_Exercise objective_
Which of the lines below holds the string "CompensationStarted"? Copy every line that does.

Records excerpted from a collection
■ ■ ■

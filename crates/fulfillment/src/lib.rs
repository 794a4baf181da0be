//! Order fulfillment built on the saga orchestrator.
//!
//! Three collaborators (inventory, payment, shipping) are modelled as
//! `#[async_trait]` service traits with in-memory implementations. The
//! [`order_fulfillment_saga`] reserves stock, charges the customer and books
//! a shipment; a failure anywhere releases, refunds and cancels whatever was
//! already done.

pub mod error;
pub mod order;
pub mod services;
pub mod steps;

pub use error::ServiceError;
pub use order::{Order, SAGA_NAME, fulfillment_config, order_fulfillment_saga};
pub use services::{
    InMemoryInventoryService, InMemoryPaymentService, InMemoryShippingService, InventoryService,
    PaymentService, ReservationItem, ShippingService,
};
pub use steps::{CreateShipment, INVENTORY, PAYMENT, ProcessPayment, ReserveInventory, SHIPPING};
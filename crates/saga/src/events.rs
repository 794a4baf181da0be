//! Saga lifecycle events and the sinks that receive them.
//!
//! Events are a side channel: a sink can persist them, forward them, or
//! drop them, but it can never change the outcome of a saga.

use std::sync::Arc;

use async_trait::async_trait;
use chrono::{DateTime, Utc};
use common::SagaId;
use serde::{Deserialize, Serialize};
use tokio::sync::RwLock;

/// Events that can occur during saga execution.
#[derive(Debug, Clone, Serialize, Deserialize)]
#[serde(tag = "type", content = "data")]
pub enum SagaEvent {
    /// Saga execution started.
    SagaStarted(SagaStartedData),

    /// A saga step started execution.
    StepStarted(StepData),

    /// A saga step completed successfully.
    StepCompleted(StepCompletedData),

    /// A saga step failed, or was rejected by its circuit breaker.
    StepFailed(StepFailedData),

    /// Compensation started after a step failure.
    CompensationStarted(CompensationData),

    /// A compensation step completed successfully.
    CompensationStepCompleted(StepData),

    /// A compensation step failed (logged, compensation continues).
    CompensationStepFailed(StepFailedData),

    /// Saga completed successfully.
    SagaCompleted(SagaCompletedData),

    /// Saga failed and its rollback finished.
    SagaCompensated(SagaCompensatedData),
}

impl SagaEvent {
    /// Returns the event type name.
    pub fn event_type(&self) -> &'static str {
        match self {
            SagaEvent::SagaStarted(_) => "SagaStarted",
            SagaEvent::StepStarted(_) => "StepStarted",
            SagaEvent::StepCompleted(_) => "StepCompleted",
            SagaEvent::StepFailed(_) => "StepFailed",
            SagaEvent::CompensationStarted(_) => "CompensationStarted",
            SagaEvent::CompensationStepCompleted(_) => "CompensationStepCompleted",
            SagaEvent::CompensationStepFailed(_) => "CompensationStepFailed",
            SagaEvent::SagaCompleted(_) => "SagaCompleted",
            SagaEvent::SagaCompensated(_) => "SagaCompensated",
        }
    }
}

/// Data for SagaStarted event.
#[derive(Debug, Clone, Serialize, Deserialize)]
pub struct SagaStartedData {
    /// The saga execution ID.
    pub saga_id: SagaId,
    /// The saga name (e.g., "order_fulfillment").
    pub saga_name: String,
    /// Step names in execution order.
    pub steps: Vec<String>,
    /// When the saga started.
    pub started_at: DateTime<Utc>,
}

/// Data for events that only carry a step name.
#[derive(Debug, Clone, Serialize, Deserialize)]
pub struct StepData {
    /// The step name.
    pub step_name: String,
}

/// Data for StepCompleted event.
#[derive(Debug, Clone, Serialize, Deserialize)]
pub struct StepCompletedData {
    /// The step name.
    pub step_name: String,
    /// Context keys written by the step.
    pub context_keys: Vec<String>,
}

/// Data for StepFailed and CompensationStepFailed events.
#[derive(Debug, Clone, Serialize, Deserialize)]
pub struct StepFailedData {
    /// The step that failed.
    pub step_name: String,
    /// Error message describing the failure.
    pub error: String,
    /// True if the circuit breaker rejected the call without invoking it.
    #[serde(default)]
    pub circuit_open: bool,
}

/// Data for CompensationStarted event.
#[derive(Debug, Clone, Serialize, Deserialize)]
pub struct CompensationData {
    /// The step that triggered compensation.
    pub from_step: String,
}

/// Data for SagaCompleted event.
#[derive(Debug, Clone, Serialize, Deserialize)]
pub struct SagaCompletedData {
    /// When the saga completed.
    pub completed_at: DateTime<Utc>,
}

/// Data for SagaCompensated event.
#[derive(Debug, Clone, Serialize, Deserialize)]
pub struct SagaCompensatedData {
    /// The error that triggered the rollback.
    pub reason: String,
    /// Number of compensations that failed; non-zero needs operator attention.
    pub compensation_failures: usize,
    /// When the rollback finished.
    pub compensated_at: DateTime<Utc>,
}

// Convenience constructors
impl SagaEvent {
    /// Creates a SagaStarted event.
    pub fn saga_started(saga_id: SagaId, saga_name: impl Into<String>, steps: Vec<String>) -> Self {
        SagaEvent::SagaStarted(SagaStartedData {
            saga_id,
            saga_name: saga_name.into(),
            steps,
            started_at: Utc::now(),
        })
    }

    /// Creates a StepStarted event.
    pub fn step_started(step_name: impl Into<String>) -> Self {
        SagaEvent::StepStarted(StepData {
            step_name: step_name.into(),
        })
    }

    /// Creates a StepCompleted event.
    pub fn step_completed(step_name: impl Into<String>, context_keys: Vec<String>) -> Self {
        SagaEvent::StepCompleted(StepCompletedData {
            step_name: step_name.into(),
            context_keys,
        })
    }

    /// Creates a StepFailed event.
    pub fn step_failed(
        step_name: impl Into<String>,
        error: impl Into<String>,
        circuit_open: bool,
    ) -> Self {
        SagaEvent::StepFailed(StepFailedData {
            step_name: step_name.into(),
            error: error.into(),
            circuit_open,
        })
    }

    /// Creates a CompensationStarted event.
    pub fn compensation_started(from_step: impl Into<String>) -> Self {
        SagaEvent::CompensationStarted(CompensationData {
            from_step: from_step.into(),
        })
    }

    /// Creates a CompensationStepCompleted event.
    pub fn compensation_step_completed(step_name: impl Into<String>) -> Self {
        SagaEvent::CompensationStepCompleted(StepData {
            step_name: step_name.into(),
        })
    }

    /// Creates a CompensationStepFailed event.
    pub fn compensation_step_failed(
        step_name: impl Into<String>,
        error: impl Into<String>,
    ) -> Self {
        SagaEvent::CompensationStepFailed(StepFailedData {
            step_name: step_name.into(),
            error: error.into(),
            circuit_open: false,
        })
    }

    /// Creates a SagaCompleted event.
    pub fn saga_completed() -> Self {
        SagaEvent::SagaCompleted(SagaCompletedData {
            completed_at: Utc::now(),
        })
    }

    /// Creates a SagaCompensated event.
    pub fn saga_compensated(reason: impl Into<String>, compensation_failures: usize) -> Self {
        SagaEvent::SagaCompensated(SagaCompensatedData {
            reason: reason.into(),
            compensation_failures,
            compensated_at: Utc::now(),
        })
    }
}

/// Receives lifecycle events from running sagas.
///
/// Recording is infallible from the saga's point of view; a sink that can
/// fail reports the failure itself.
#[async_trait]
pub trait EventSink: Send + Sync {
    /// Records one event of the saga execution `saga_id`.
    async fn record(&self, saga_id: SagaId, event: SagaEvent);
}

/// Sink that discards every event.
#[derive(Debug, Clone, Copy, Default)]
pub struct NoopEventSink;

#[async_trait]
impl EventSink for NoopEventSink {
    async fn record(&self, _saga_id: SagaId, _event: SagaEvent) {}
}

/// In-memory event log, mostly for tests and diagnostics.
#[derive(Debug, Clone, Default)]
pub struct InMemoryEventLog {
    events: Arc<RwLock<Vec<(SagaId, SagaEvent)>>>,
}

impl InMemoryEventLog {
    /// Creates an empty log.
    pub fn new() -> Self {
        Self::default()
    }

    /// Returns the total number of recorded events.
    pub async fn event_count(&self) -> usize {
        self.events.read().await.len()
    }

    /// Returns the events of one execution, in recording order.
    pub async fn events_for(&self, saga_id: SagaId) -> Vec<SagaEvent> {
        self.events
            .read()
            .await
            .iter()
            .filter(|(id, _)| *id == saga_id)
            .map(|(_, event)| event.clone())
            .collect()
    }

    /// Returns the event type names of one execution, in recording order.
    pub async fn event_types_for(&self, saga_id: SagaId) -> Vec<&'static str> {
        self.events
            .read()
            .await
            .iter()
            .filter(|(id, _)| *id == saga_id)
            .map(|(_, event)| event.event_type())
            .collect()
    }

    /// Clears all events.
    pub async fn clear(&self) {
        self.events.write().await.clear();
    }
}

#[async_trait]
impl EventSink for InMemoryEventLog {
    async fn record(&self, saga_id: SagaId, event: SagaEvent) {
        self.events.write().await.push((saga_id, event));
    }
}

■ ■ ■

_Result of this task_
    CompensationStarted(CompensationData),
            SagaEvent::CompensationStarted(_) => "CompensationStarted",
/// Data for CompensationStarted event.
    /// Creates a CompensationStarted event.
        SagaEvent::CompensationStarted(CompensationData {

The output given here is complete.